[DIRECTIONS FOR THIS TASK] The required output is every entry, printed exactly as written.

##### DATA IN THIS EXERCISE #####

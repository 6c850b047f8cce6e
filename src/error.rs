//! Error taxonomy for the lifecycle engine.
//!
//! Callers pattern-match on the kind; messages are presentational only and
//! never part of the contract. Lookup misses are deliberately coarse:
//! "invalid or expired" never reveals which of the two it was.

use chrono::{DateTime, Utc};
use thiserror::Error;

#[derive(Debug, Error)]
pub enum AuthError {
    /// Malformed input caught before any state is touched.
    #[error("{0}")]
    Validation(String),

    #[error("email already registered")]
    DuplicateEmail,

    /// Wrong password or unknown email; indistinguishable by design.
    #[error("invalid credentials")]
    InvalidCredentials,

    /// Too many failed attempts; carries the unlock time.
    #[error("account temporarily locked until {until}")]
    AccountLocked { until: DateTime<Utc> },

    #[error("please verify your email before logging in")]
    EmailNotVerified,

    #[error("account is deactivated")]
    AccountDeactivated,

    #[error("refresh token is required")]
    MissingToken,

    #[error("invalid or expired refresh token")]
    InvalidOrExpiredToken,

    #[error("invalid or expired code")]
    InvalidOrExpiredCode,

    #[error("account not found")]
    NotFound,

    #[error("email is already verified")]
    AlreadyVerified,

    /// Infrastructure failure (store, hashing, signing). Opaque to callers;
    /// the detail stays in logs.
    #[error("service unavailable")]
    Unavailable(#[source] anyhow::Error),
}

#####

[RESPONSE AREA]
repository 6c850b047f8cce6e
filename src/error.rs
//! Error taxonomy for the lifecycle engine.
//!
//! Callers pattern-match on the kind; messages are presentational only and
//! never part of the contract. Lookup misses are deliberately coarse:
//! "invalid or expired" never reveals which of the two it was.

use chrono::{DateTime, Utc};
use thiserror::Error;

#[derive(Debug, Error)]
pub enum AuthError {
    /// Malformed input caught before any state is touched.
    #[error("{0}")]
    Validation(String),

    #[error("email already registered")]
    DuplicateEmail,

    /// Wrong password or unknown email; indistinguishable by design.
    #[error("invalid credentials")]
    InvalidCredentials,

    /// Too many failed attempts; carries the unlock time.
    #[error("account temporarily locked until {until}")]
    AccountLocked { until: DateTime<Utc> },

    #[error("please verify your email before logging in")]
    EmailNotVerified,

    #[error("account is deactivated")]
    AccountDeactivated,

    #[error("refresh token is required")]
    MissingToken,

    #[error("invalid or expired refresh token")]
    InvalidOrExpiredToken,

    #[error("invalid or expired code")]
    InvalidOrExpiredCode,

    #[error("account not found")]
    NotFound,

    #[error("email is already verified")]
    AlreadyVerified,

    /// Infrastructure failure (store, hashing, signing). Opaque to callers;
    /// the detail stays in logs.
    #[error("service unavailable")]
    Unavailable(#[source] anyhow::Error),
}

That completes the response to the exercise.